**Your goal:**
List every line below containing "evicted".

**Records for this exercise:**
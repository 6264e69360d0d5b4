//! The year-partitioned purchase ledger.
//!
//! [`PurchaseLedger`] maps each calendar year to a [`LazyPartitionRef`].
//! Every operation on a year runs under that year's stripe of a
//! [`StripedLock`]: writers (`add`, `bulk_init`, `clear`) take it exclusively,
//! queries (`compute_by_*`) share it for the whole transform, so a partition
//! can never be evicted while a query is still walking it.
//!
//! The persisted year index spans all years, so it has its own mutex and is
//! rewritten from the full key set whenever that set is ahead of the store.

use std::collections::BTreeMap;
use std::fmt;
use std::ops::RangeInclusive;
use std::sync::{Arc, Mutex};

use dashmap::DashMap;
use serde::Serialize;

use crate::config::LedgerConfig;
use crate::error::{LedgerResult, ValidationError};
use crate::lazy::{LazyPartitionRef, PartitionState};
use crate::model::{Customer, CustomerId, EmployeeId, Purchase, Shop, ShopId};
use crate::partition::YearPartition;
use crate::store::{PartitionStore, StoreResult};
use crate::stripe::StripedLock;

/// Time-partitioned store of purchases.
pub struct PurchaseLedger {
    partitions: DashMap<i32, Arc<LazyPartitionRef>>,
    locks: StripedLock,
    store: Arc<dyn PartitionStore>,
    /// Year index as last written to the store.
    saved_years: Mutex<Vec<i32>>,
}

impl fmt::Debug for PurchaseLedger {
    fn fmt(&self, f: &mut fmt::Formatter<'_>) -> fmt::Result {
        f.debug_struct("PurchaseLedger")
            .field("years", &self.partitions.len())
            .field("locks", &self.locks)
            .finish()
    }
}

impl PurchaseLedger {
    /// Create an empty ledger writing to `store`.
    pub fn new(store: Arc<dyn PartitionStore>, config: &LedgerConfig) -> Self {
        Self {
            partitions: DashMap::new(),
            locks: StripedLock::new(config.stripes),
            store,
            saved_years: Mutex::new(Vec::new()),
        }
    }

    /// Open a ledger over previously persisted data.
    ///
    /// Every year in the stored index is registered as evicted and is
    /// reloaded on first access.
    pub fn open(store: Arc<dyn PartitionStore>, config: &LedgerConfig) -> StoreResult<Self> {
        let years = store.load_years()?;
        let ledger = Self::new(store, config);
        *ledger.saved_years.lock().expect("year index lock poisoned") = years.clone();
        for &year in &years {
            ledger
                .partitions
                .insert(year, Arc::new(LazyPartitionRef::evicted(year)));
        }
        tracing::info!(years = years.len(), "opened purchase ledger");
        Ok(ledger)
    }

    fn partition(&self, year: i32) -> Option<Arc<LazyPartitionRef>> {
        // Clone out so no DashMap shard guard outlives this call.
        self.partitions.get(&year).map(|entry| Arc::clone(entry.value()))
    }

    fn sorted_years(&self) -> Vec<i32> {
        let mut years: Vec<i32> = self.partitions.iter().map(|e| *e.key()).collect();
        years.sort_unstable();
        years
    }

    /// Write the year index if the in-memory key set has grown past it.
    ///
    /// The key set is read while holding the index mutex, so a writer can
    /// never replace a newer index with an older snapshot.
    fn sync_years(&self) -> StoreResult<()> {
        let mut saved = self.saved_years.lock().expect("year index lock poisoned");
        let years = self.sorted_years();
        if *saved != years {
            self.store.persist_years(&years)?;
            tracing::debug!(years = years.len(), "persisted year index");
            *saved = years;
        }
        Ok(())
    }

    /// Record one purchase under its calendar year and persist the year.
    pub fn add(&self, purchase: Purchase) -> LedgerResult<()> {
        let year = purchase.year();
        self.locks.write(&year, || -> LedgerResult<()> {
            let store = self.store.as_ref();
            match self.partition(year) {
                Some(cell) => {
                    cell.update(store, |partition| partition.add(purchase))?;
                    cell.persist(store)?;
                }
                None => {
                    let cell = Arc::new(LazyPartitionRef::resident(
                        YearPartition::from_purchases(year, [purchase]),
                    ));
                    self.partitions.insert(year, Arc::clone(&cell));
                    tracing::debug!(year, "created year partition");
                    cell.persist(store)?;
                }
            }
            // Also catches up a year whose first persist failed.
            self.sync_years()?;
            Ok(())
        })
    }

    /// Replace `year` with a partition built from `purchases`, persist it and
    /// evict it straight away.
    ///
    /// Returns the distinct customers seen in the load, ordered by id.
    pub fn bulk_init(&self, year: i32, purchases: Vec<Purchase>) -> LedgerResult<Vec<Customer>> {
        if let Some(stray) = purchases.iter().find(|p| p.year() != year) {
            return Err(ValidationError::YearMismatch {
                expected: year,
                actual: stray.year(),
            }
            .into());
        }

        self.locks.write(&year, || -> LedgerResult<Vec<Customer>> {
            let store = self.store.as_ref();
            let partition = YearPartition::from_purchases(year, purchases);
            let count = partition.len();
            let customers = partition.customers();

            let cell = match self.partition(year) {
                Some(cell) => {
                    cell.set(partition);
                    cell
                }
                None => {
                    let cell = Arc::new(LazyPartitionRef::resident(partition));
                    self.partitions.insert(year, Arc::clone(&cell));
                    cell
                }
            };
            cell.persist(store)?;
            self.sync_years()?;
            cell.clear();

            tracing::info!(
                year,
                purchases = count,
                customers = customers.len(),
                "bulk loaded year"
            );
            Ok(customers)
        })
    }

    /// Evict `year` from memory if it is durable; see [`LazyPartitionRef::clear`].
    ///
    /// Returns the released partition for transient use.
    pub fn clear(&self, year: i32) -> Option<YearPartition> {
        self.locks.write(&year, || {
            let evicted = self.partition(year)?.clear();
            if let Some(partition) = &evicted {
                tracing::info!(year, purchases = partition.len(), "evicted partition");
            }
            evicted
        })
    }

    /// First and last year with a partition, or `None` for an empty ledger.
    pub fn years(&self) -> Option<RangeInclusive<i32>> {
        let mut keys = self.partitions.iter().map(|e| *e.key());
        let first = keys.next()?;
        let (min, max) = keys.fold((first, first), |(lo, hi), y| (lo.min(y), hi.max(y)));
        Some(min..=max)
    }

    /// Run `scope` over the partition of `year` under its read lock, then
    /// hand the selected purchases to `f`.
    fn compute<R>(
        &self,
        year: i32,
        scope: impl for<'p> FnOnce(&'p YearPartition) -> Vec<&'p Purchase>,
        f: impl FnOnce(&[&Purchase]) -> R,
    ) -> LedgerResult<R> {
        self.locks.read(&year, || -> LedgerResult<R> {
            let Some(cell) = self.partition(year) else {
                return Ok(f(&[]));
            };
            let result = cell.get(self.store.as_ref(), |partition| match partition {
                Some(partition) => f(scope(partition).as_slice()),
                None => f(&[]),
            })?;
            Ok(result)
        })
    }

    /// Apply `f` to every purchase of `year`.
    pub fn compute_by_year<R>(&self, year: i32, f: impl FnOnce(&[&Purchase]) -> R) -> LedgerResult<R> {
        self.compute(year, |p| p.purchases().collect(), f)
    }

    /// Apply `f` to the purchases of one shop in `year`.
    pub fn compute_by_shop_and_year<R>(
        &self,
        shop: ShopId,
        year: i32,
        f: impl FnOnce(&[&Purchase]) -> R,
    ) -> LedgerResult<R> {
        self.compute(year, |p| p.by_shop(shop).iter().map(|p| &**p).collect(), f)
    }

    /// Apply `f` to the purchases of every shop matching `predicate` in `year`.
    pub fn compute_by_shops_and_year<R>(
        &self,
        predicate: impl Fn(&Shop) -> bool,
        year: i32,
        f: impl FnOnce(&[&Purchase]) -> R,
    ) -> LedgerResult<R> {
        self.compute(year, |p| p.by_shops(predicate), f)
    }

    /// Apply `f` to the purchases handled by one employee in `year`.
    pub fn compute_by_employee_and_year<R>(
        &self,
        employee: EmployeeId,
        year: i32,
        f: impl FnOnce(&[&Purchase]) -> R,
    ) -> LedgerResult<R> {
        self.compute(year, |p| p.by_employee(employee).iter().map(|p| &**p).collect(), f)
    }

    /// Apply `f` to the purchases of one customer in `year`.
    pub fn compute_by_customer_and_year<R>(
        &self,
        customer: CustomerId,
        year: i32,
        f: impl FnOnce(&[&Purchase]) -> R,
    ) -> LedgerResult<R> {
        self.compute(year, |p| p.by_customer(customer).iter().map(|p| &**p).collect(), f)
    }

    /// Snapshot of every year's cache state.
    pub fn info(&self) -> LedgerInfo {
        let partitions: BTreeMap<i32, Arc<LazyPartitionRef>> = self
            .partitions
            .iter()
            .map(|e| (*e.key(), Arc::clone(e.value())))
            .collect();
        LedgerInfo {
            stripes: self.locks.stripe_count(),
            partitions: partitions
                .into_values()
                .map(|cell| PartitionInfo {
                    year: cell.year(),
                    state: cell.state(),
                    stored: cell.is_stored(),
                    purchases: cell.resident_len(),
                })
                .collect(),
        }
    }
}

/// Cache state of one year.
#[derive(Debug, Clone, PartialEq, Eq, Serialize)]
pub struct PartitionInfo {
    pub year: i32,
    pub state: PartitionState,
    pub stored: bool,
    /// Only known while resident.
    pub purchases: Option<usize>,
}

/// Summary of a ledger, one entry per year in ascending order.
#[derive(Debug, Clone, Serialize)]
pub struct LedgerInfo {
    pub stripes: usize,
    pub partitions: Vec<PartitionInfo>,
}

impl LedgerInfo {
    /// Number of years currently held in memory.
    pub fn resident_years(&self) -> usize {
        self.partitions
            .iter()
            .filter(|p| p.state == PartitionState::Resident)
            .count()
    }
}

impl fmt::Display for LedgerInfo {
    fn fmt(&self, f: &mut fmt::Formatter<'_>) -> fmt::Result {
        writeln!(f, "Years: {} ({} resident)", self.partitions.len(), self.resident_years())?;
        writeln!(f, "Lock stripes: {}", self.stripes)?;
        for p in &self.partitions {
            write!(f, "  {}: {}", p.year, p.state)?;
            if let Some(n) = p.purchases {
                write!(f, ", {n} purchases")?;
            }
            if !p.stored {
                write!(f, " (unsaved)")?;
            }
            writeln!(f)?;
        }
        Ok(())
    }
}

**Task answer:**
//! can never be evicted while a query is still walking it.
    /// Every year in the stored index is registered as evicted and is
                .insert(year, Arc::new(LazyPartitionRef::evicted(year)));
            let evicted = self.partition(year)?.clear();
            if let Some(partition) = &evicted {
                tracing::info!(year, purchases = partition.len(), "evicted partition");
            evicted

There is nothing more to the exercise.